Seaweeds play a crucial role in the marine environment. Their increasing threats from humans could have catastrophic effects to the wider marine ecosystem.
Seaweeds represent a very large and diverse group of marine organisms. There are over 35,000 different species of red, brown, and seaweeds located in higher intertidal to deeper subtidal zone and in estuarine to true marine environments. New Zealand is home to over 850 species of which one - third are endemic and unique to Aotearoa.
Seaweeds have many important roles in the marine environment. As primary producers they contain photosynthetic pigments which harness light energy from sunlight to convert carbon dioxide (C02) and water into living biomass and oxygen. They are important for the sequestration of nutrients and for providing a food source, habitat, and refuge to other marine species. Detached seaweed that washes up on coastlines (beach-cast) following storm events then continues to host important ecological functions in sand dune formation and terrestrial food webs.
SANZ has worked hard for many years to educate groups and individuals on the risk of an unsustainably managed seaweed industry. At present the majority of seaweed in New Zealand cannot be harvested from the wild in an attached state.
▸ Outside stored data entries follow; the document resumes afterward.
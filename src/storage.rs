//! Key-value backends for persisted world data.
//!
//! The world only ever hands these opaque blobs; framing and encoding live in
//! `save`.

use parking_lot::Mutex;
use rustc_hash::FxHashMap;
use std::fs::{self, File};
use std::io::{self, BufWriter, Write};
use std::path::{Path, PathBuf};
use std::sync::Arc;
use std::sync::atomic::{AtomicBool, Ordering};

use crate::error::PersistenceError;

const BLOB_EXTENSION: &str = "bin";

pub trait Storage: Send {
    fn save(&self, key: &str, blob: &[u8]) -> Result<(), PersistenceError>;
    fn load(&self, key: &str) -> Result<Option<Vec<u8>>, PersistenceError>;
    fn delete(&self, key: &str) -> Result<(), PersistenceError>;
    fn keys(&self) -> Result<Vec<String>, PersistenceError>;
}

/// In-memory backend. Clones share the same map, so a test can keep a handle
/// and inspect what the world wrote.
#[derive(Clone, Default)]
pub struct MemoryStorage {
    blobs: Arc<Mutex<FxHashMap<String, Vec<u8>>>>,
    fail_writes: Arc<AtomicBool>,
}

impl MemoryStorage {
    pub fn new() -> Self {
        Self::default()
    }

    /// Makes every subsequent `save` fail, like a full quota would.
    pub fn set_fail_writes(&self, fail: bool) {
        self.fail_writes.store(fail, Ordering::SeqCst);
    }

    pub fn len(&self) -> usize {
        self.blobs.lock().len()
    }

    pub fn is_empty(&self) -> bool {
        self.blobs.lock().is_empty()
    }

    pub fn contains(&self, key: &str) -> bool {
        self.blobs.lock().contains_key(key)
    }

    /// Overwrites a blob directly, bypassing failure injection.
    pub fn put_raw(&self, key: &str, blob: Vec<u8>) {
        self.blobs.lock().insert(key.to_string(), blob);
    }
}

impl Storage for MemoryStorage {
    fn save(&self, key: &str, blob: &[u8]) -> Result<(), PersistenceError> {
        if self.fail_writes.load(Ordering::SeqCst) {
            return Err(io::Error::new(io::ErrorKind::StorageFull, "storage quota exceeded").into());
        }
        self.blobs.lock().insert(key.to_string(), blob.to_vec());
        Ok(())
    }

    fn load(&self, key: &str) -> Result<Option<Vec<u8>>, PersistenceError> {
        Ok(self.blobs.lock().get(key).cloned())
    }

    fn delete(&self, key: &str) -> Result<(), PersistenceError> {
        self.blobs.lock().remove(key);
        Ok(())
    }

    fn keys(&self) -> Result<Vec<String>, PersistenceError> {
        Ok(self.blobs.lock().keys().cloned().collect())
    }
}

/// One file per key inside a save directory.
pub struct FileStorage {
    root: PathBuf,
}

impl FileStorage {
    pub fn new<P: AsRef<Path>>(root: P) -> Self {
        FileStorage {
            root: root.as_ref().to_path_buf(),
        }
    }

    pub fn root(&self) -> &Path {
        &self.root
    }

    fn path_for(&self, key: &str) -> Result<PathBuf, PersistenceError> {
        let valid = !key.is_empty()
            && key
                .chars()
                .all(|c| c.is_ascii_alphanumeric() || matches!(c, '.' | '-' | '_'))
            && !key.starts_with('.');
        if !valid {
            return Err(PersistenceError::Corrupt(format!("invalid storage key {:?}", key)));
        }
        Ok(self.root.join(format!("{}.{}", key, BLOB_EXTENSION)))
    }
}

impl Storage for FileStorage {
    fn save(&self, key: &str, blob: &[u8]) -> Result<(), PersistenceError> {
        let path = self.path_for(key)?;
        fs::create_dir_all(&self.root)?;

        // Write beside the target and rename so readers never see a torn blob.
        let tmp = path.with_extension(format!("{}.tmp", BLOB_EXTENSION));
        {
            let file = File::create(&tmp)?;
            let mut writer = BufWriter::new(file);
            writer.write_all(blob)?;
            writer.flush()?;
            writer.get_ref().sync_all()?;
        }
        fs::rename(&tmp, &path)?;
        Ok(())
    }

    fn load(&self, key: &str) -> Result<Option<Vec<u8>>, PersistenceError> {
        let path = self.path_for(key)?;
        match fs::read(&path) {
            Ok(bytes) => Ok(Some(bytes)),
            Err(e) if e.kind() == io::ErrorKind::NotFound => Ok(None),
            Err(e) => Err(e.into()),
        }
    }

    fn delete(&self, key: &str) -> Result<(), PersistenceError> {
        let path = self.path_for(key)?;
        match fs::remove_file(&path) {
            Ok(()) => Ok(()),
            Err(e) if e.kind() == io::ErrorKind::NotFound => Ok(()),
            Err(e) => Err(e.into()),
        }
    }

    fn keys(&self) -> Result<Vec<String>, PersistenceError> {
        let entries = match fs::read_dir(&self.root) {
            Ok(entries) => entries,
            Err(e) if e.kind() == io::ErrorKind::NotFound => return Ok(Vec::new()),
            Err(e) => return Err(e.into()),
        };

        let mut keys = Vec::new();
        for entry in entries {
            let path = entry?.path();
            if path.extension().and_then(|ext| ext.to_str()) != Some(BLOB_EXTENSION) {
                continue;
            }
            if let Some(stem) = path.file_stem().and_then(|stem| stem.to_str()) {
                keys.push(stem.to_string());
            }
        }
        keys.sort();
        Ok(keys)
    }
}

#[cfg(test)]
mod tests {
    use super::*;

    #[test]
    fn memory_storage_is_shared_between_clones() {
        let storage = MemoryStorage::new();
        let handle = storage.clone();
        storage.save("meta", b"abc").unwrap();
        assert_eq!(handle.load("meta").unwrap(), Some(b"abc".to_vec()));
        handle.delete("meta").unwrap();
        assert!(storage.is_empty());
        assert_eq!(storage.load("meta").unwrap(), None);
    }

    #[test]
    fn memory_storage_failure_injection() {
        let storage = MemoryStorage::new();
        storage.set_fail_writes(true);
        assert!(matches!(storage.save("k", b"v"), Err(PersistenceError::Io(_))));
        storage.set_fail_writes(false);
        assert!(storage.save("k", b"v").is_ok());
    }

    #[test]
    fn file_storage_round_trip() {
        let dir = tempfile::tempdir().unwrap();
        let storage = FileStorage::new(dir.path().join("save"));

        assert_eq!(storage.keys().unwrap(), Vec::<String>::new());
        assert_eq!(storage.load("chunk.0.-1").unwrap(), None);

        storage.save("chunk.0.-1", &[1, 2, 3]).unwrap();
        storage.save("meta", &[9]).unwrap();
        storage.save("meta", &[10]).unwrap();
        assert_eq!(storage.load("chunk.0.-1").unwrap(), Some(vec![1, 2, 3]));
        assert_eq!(storage.load("meta").unwrap(), Some(vec![10]));
        assert_eq!(storage.keys().unwrap(), vec!["chunk.0.-1", "meta"]);

        storage.delete("meta").unwrap();
        storage.delete("meta").unwrap();
        assert_eq!(storage.keys().unwrap(), vec!["chunk.0.-1"]);
    }

    #[test]
    fn file_storage_rejects_path_like_keys() {
        let dir = tempfile::tempdir().unwrap();
        let storage = FileStorage::new(dir.path());
        assert!(storage.save("../escape", &[0]).is_err());
        assert!(storage.load("a/b").is_err());
    }
}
There is however increasing threat that this will change after seven species were earmarked for inclusion into the Quota Management System (QMS) in 2005. SANZ argue there is not enough ecological understanding on seaweed to implement a volume - based management framework such as the QMS. We advocate an advocate area-based management with researched and site specific harvest plans is the only way to ensure an ecologically sound and economically viable industry.
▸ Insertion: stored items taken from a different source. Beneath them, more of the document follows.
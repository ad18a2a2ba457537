use std::thread;
use std::time::{Duration, Instant};

use cubeworld::{
    BlockType, ChunkCoord, MemoryStorage, StreamingConfig, TerrainGenerator, World, WorldEvent,
};
use glam::Vec3;
use std::sync::{Arc, Mutex};

fn assert_window(world: &World, position: Vec3) {
    let config = world.streaming_config().clone();
    let center = ChunkCoord::from_world(position.x, position.z);
    for cx in (center.cx - config.radius)..=(center.cx + config.radius) {
        for cz in (center.cz - config.radius)..=(center.cz + config.radius) {
            assert!(
                world.is_resident(ChunkCoord::new(cx, cz)),
                "chunk ({}, {}) missing around {:?}",
                cx,
                cz,
                center
            );
        }
    }
    for coord in world.loaded_coords() {
        assert!(
            coord.chebyshev(center) <= config.evict_distance(),
            "chunk {:?} should have been evicted around {:?}",
            coord,
            center
        );
    }
}

#[test]
fn radius_is_covered_along_a_walk() {
    let mut world = World::new(7, MemoryStorage::new());
    let path = [
        Vec3::new(0.0, 40.0, 0.0),
        Vec3::new(17.0, 40.0, 3.0),
        Vec3::new(40.0, 40.0, -20.0),
        Vec3::new(-90.0, 40.0, -20.0),
        Vec3::new(-90.5, 40.0, 300.25),
        Vec3::new(-0.01, 40.0, -0.01),
    ];
    for position in path {
        world.update(position);
        assert_window(&world, position);
        assert!(world.is_chunk_loaded(position.x, position.z));
    }
}

#[test]
fn hysteresis_keeps_chunks_just_outside_the_radius() {
    let mut world = World::new(7, MemoryStorage::new());
    world.update(Vec3::new(8.0, 40.0, 8.0));
    assert!(world.is_resident(ChunkCoord::new(-4, 0)));

    // One chunk east: (-4, 0) is now at distance 5, inside the margin.
    world.update(Vec3::new(24.0, 40.0, 8.0));
    assert!(world.is_resident(ChunkCoord::new(-4, 0)));

    // Two chunks east: distance 6, gone.
    world.update(Vec3::new(40.0, 40.0, 8.0));
    assert!(!world.is_resident(ChunkCoord::new(-4, 0)));
}

#[test]
fn edits_survive_eviction_and_return() {
    let storage = MemoryStorage::new();
    let mut world = World::new(42, storage.clone());
    let home = Vec3::new(8.0, 40.0, 8.0);

    world.update(home);
    assert!(world.is_chunk_loaded(8.0, 8.0));
    // Clear first so the edit registers even where the column is stone already.
    world.set_block(8, 39, 8, BlockType::Air);
    world.set_block(8, 39, 8, BlockType::Stone);
    assert_eq!(world.get_block(8, 39, 8), BlockType::Stone);

    world.update(Vec3::new(1008.0, 40.0, 8.0));
    assert!(!world.is_chunk_loaded(8.0, 8.0));
    assert_eq!(world.get_block(8, 39, 8), BlockType::Air);
    assert!(storage.contains("chunk.0.0"));

    world.update(home);
    assert_eq!(world.get_block(8, 39, 8), BlockType::Stone);
    let chunk = world.chunk(ChunkCoord::new(0, 0)).unwrap();
    assert!(chunk.is_modified());
    assert!(!chunk.has_unsaved_changes());
    assert!(world.stats().restored >= 1);
}

#[test]
fn untouched_chunks_are_not_written_on_eviction() {
    let storage = MemoryStorage::new();
    let mut world = World::new(42, storage.clone());
    world.update(Vec3::ZERO);
    world.update(Vec3::new(2000.0, 40.0, 0.0));
    assert!(storage.is_empty());
    assert_eq!(world.stats().flushed, 0);
}

#[test]
fn eviction_events_are_reported() {
    let mut world = World::new(5, MemoryStorage::new());
    let evicted = Arc::new(Mutex::new(Vec::new()));
    let sink = evicted.clone();
    world.set_observer(move |event| {
        if let WorldEvent::ChunkEvicted(coord) = event {
            sink.lock().unwrap().push(*coord);
        }
    });

    world.update(Vec3::ZERO);
    world.update(Vec3::new(16.0 * 20.0, 40.0, 0.0));
    let evicted = evicted.lock().unwrap();
    assert_eq!(evicted.len(), 81);
    assert!(evicted.contains(&ChunkCoord::new(0, 0)));
}

#[test]
fn worker_generation_converges_to_inline_terrain() {
    let config = StreamingConfig {
        max_chunks_per_tick: Some(4),
        workers: 2,
        ..StreamingConfig::default()
    };
    let mut world = World::with_config(99, config, MemoryStorage::new());
    let position = Vec3::new(-40.0, 40.0, 70.0);

    let deadline = Instant::now() + Duration::from_secs(60);
    loop {
        world.update(position);
        if world.loaded_chunk_count() == 81 || Instant::now() > deadline {
            break;
        }
        thread::sleep(Duration::from_millis(2));
    }
    assert_window(&world, position);

    let generator = TerrainGenerator::new(99);
    for coord in world.loaded_coords() {
        let expected = generator.generate_chunk(coord);
        assert_eq!(world.chunk(coord).unwrap().blocks(), expected.blocks());
    }
}

#[test]
fn positions_past_the_i32_range_stream_the_edge_chunks() {
    let mut world = World::new(13, MemoryStorage::new());
    for position in [Vec3::new(3.0e9, 40.0, 0.0), Vec3::new(-3.0e9, 40.0, 0.0)] {
        world.update(position);
        assert!(world.is_chunk_loaded(position.x, position.z));
        // The window is cut off at the last addressable column of chunks.
        assert_eq!(world.loaded_chunk_count(), 45);
        assert!(world.loaded_coords().iter().all(|coord| coord.is_addressable()));
    }

    world.update(Vec3::new(8.0, 40.0, 8.0));
    assert_window(&world, Vec3::new(8.0, 40.0, 8.0));
}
New Zealand represents 0.2% of the worlds landmass and yet produces 1% of sediment entering the marine environment. Increased water turbidity from sedimentation reduces the amount of available light for photosynthetic organisms and increases disturbance to benthic marine habitats. For many New Zealand seaweeds this increases the risk of reduced depth-distribution, decreased recruitment rates, and increased mortality from sedimentation.
New Zealand harbours a rich marine biodiversity in temperatures ranging 8 to 23°C. Predicated increases in sea surface temperatures over the next century will impact both upper and lower distribution limits for many seaweeds. Recent examples from Western Australia have demonstrated climate change can have severe impacts on seaweed ecosystems. This occurred when a heatwave which caused sea temperatures 2 - 4°C higher than normal resulted in decimation of the native brown seaweed Scytothalia dorycarpa at its northernmost limit. Cases like this remain unreported in New Zealand, however there is anecdotal evidence to suggest warmer than average temperatures along the Northeastern coastline has resulted in canopy disturbance (dieback) of the brown kelp Ecklonia radiata.
Approximately 23 of the 850 seaweeds inhabiting New Zealand’s marine waters have been introduced. Of these the invasive brown laminarian kelp Undaria pinnatifida poses the biggest threat. Undaria was first discovered in New Zealand at Wellington Harbour in 1987 and was likely to have arrived in the ballast water of a ship from Japan or Australia. It has broad environmental tolerances, can widely colonise, be easily spread and transported, and grow rapidly (1 cm per day). Dense stands of Undaria can alter the structure of native New Zealand seaweed communities by reducing the presence and diversity of smaller benthic species and out-compet slower growing canopy forming species. It can also shift of the natural macrofaunal assemblage through an increased abundance of grazers (gastropods, urchins, crabs, fish).
Undaria is now widespread throughout New Zealand. A recent compliance patrol carried out in Fiordland in April 2017 identified six mature individuals on a mooring line, resulting an extensive programme to eradicate it from the previously pest - free area.